Jesus tap-dancing Christ on a podium — did Missouri just elect a Twitter troll with a Senate badge? Eric Schmitt strolls up to the mic and announces, loud and proud, that America “belongs to us.” Us. Not the folks who built the railroads, not the people whose sweat laid the bricks of the Capitol, not the Indigenous people who were here first. No — it belongs to them: the pale, the pious, the historically tone-deaf. He says it like it’s a compliment, like he’s discovered the secret menu at a colonial-era diner.
He stands there and valorizes settler violence like it’s a backyard story about mowing the lawn. “We tamed the continent,” he bellows, as if dispossession were a virtue and the people shoved aside were just props in a diorama he admires. That line — “we’re not sorry” — is the dogwhistle turned megaphone. It’s the political equivalent of carving a swastika into the picnic table and asking the rest of us to pass the potato salad.
This isn’t subtle dog-whistle shit anymore. They’ve moved on to stereophonic, stadium-grade white-nationalist elevator music. Josh Hawley hums the same hymn on Sundays, Kris Kobach keeps the immigration scare drumbeat steady, and the National Conservatism crew hands out talking points like prayer leaflets. They don’t even pretend anymore that their version of “heritage” includes everyone who actually lives in America. Diversity is “division,” multiculturalism is “chaos,” and white nationalism gets the sanitized label “heritage” so donors don’t have to feel gross at cocktail hour.

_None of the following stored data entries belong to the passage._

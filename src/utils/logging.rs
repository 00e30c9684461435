/// 日志工具模块
///
/// 提供日志初始化和输出的辅助函数
use anyhow::{Context, Result};
use std::fs::{self, OpenOptions};
use std::sync::Mutex;
use tracing::{debug, info};
use tracing_subscriber::EnvFilter;

/// 初始化 tracing 日志
///
/// # 参数
/// - `verbose`: 是否输出 debug 级别日志
/// - `log_file_path`: 日志文件路径，为空时写到 stderr
///
/// `RUST_LOG` 环境变量优先于 `verbose`
pub fn init_tracing(verbose: bool, log_file_path: &str) -> Result<()> {
    // 已经有全局 subscriber（例如测试中重复初始化）时保留原来的
    if tracing::dispatcher::has_been_set() {
        debug!("日志已初始化，跳过");
        return Ok(());
    }

    let default_level = if verbose { "debug" } else { "info" };
    let filter = EnvFilter::try_from_default_env().unwrap_or_else(|_| EnvFilter::new(default_level));

    let builder = tracing_subscriber::fmt().with_env_filter(filter).with_target(false);

    let installed = if log_file_path.is_empty() {
        builder.with_writer(std::io::stderr).try_init()
    } else {
        let file = OpenOptions::new()
            .create(true)
            .append(true)
            .open(log_file_path)
            .with_context(|| format!("无法打开日志文件: {}", log_file_path))?;
        builder.with_ansi(false).with_writer(Mutex::new(file)).try_init()
    };

    installed.map_err(|e| anyhow::anyhow!("初始化日志失败: {}", e))
}

/// 初始化日志文件
///
/// # 参数
/// - `log_file_path`: 日志文件路径
pub fn init_log_file(log_file_path: &str) -> Result<()> {
    if log_file_path.is_empty() {
        return Ok(());
    }
    let log_header = format!(
        "{}\n问答板运行日志 - {}\n{}\n\n",
        "=".repeat(60),
        chrono::Local::now().format("%Y-%m-%d %H:%M:%S"),
        "=".repeat(60)
    );
    fs::write(log_file_path, log_header)
        .with_context(|| format!("无法写入日志文件: {}", log_file_path))?;
    Ok(())
}

/// 记录程序启动信息
///
/// # 参数
/// - `backend`: 存储后端描述
/// - `question_count`: 启动时已有的问题数量
pub fn log_startup(backend: &str, question_count: usize) {
    info!("{}", "=".repeat(60));
    info!("🚀 问答板启动");
    info!("💾 存储后端: {}", backend);
    info!("📋 已有问题: {} 个", question_count);
    info!("{}", "=".repeat(60));
}

/// 截断长文本用于日志显示
///
/// # 参数
/// - `text`: 原始文本
/// - `max_len`: 最大长度（按字符计）
pub fn truncate_text(text: &str, max_len: usize) -> String {
    if text.chars().count() > max_len {
        text.chars().take(max_len).collect::<String>() + "..."
    } else {
        text.to_string()
    }
}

And make no mistake — this is dangerous theater with legislation waiting in the wings. You preach a homeland that “belongs to us,” you justify stripping voting access from people who are inconveniently the color of yesterday’s mud. You rewrite textbooks to omit inconvenient crimes, and suddenly a whole generation learns history as a highlight reel. You make immigration a moral failing instead of a policy debate, and you gaslight the country into thinking exclusion is patriotism. It’s fascism in a starched shirt and a PTA smile.
The laughable part? These guys swagger about building civilization and then can’t build a budget that doesn’t look like a wheeze. Eric Schmitt talking about taming the frontier is like a barista boasting about sailing the seven seas because he once steamed milk. The hypocrisy is so thick you could spread it on toast.
What they want, beneath the rhetoric, is control. Fear is their currency: fear of the other, fear of losing power, fear that the people who actually keep the lights on might think for themselves. Scare enough people, purge the rolls, normalize the exclusions, and you’ve turned democracy into membership by application. If you’re not in their “us,” you’re invisible. If you’re not invisible, you’re a problem to be managed.
So here’s the reply to his chest-thumping: America doesn’t belong to a single color, a single creed, or a single confession. It belongs to messy, loud, stubborn people — the cooks, the teachers, the immigrants, the kids who ask why history books skipped things, the elders who remember better than they let on. It belongs to all of us, whether Schmitt likes it or not. And if he wants a country built on exclusion, he can go start his own in a sandbox and put up a “no trespassing” sign. The rest of us will keep the real America — complicated, imperfect, and infinitely louder than his little speech.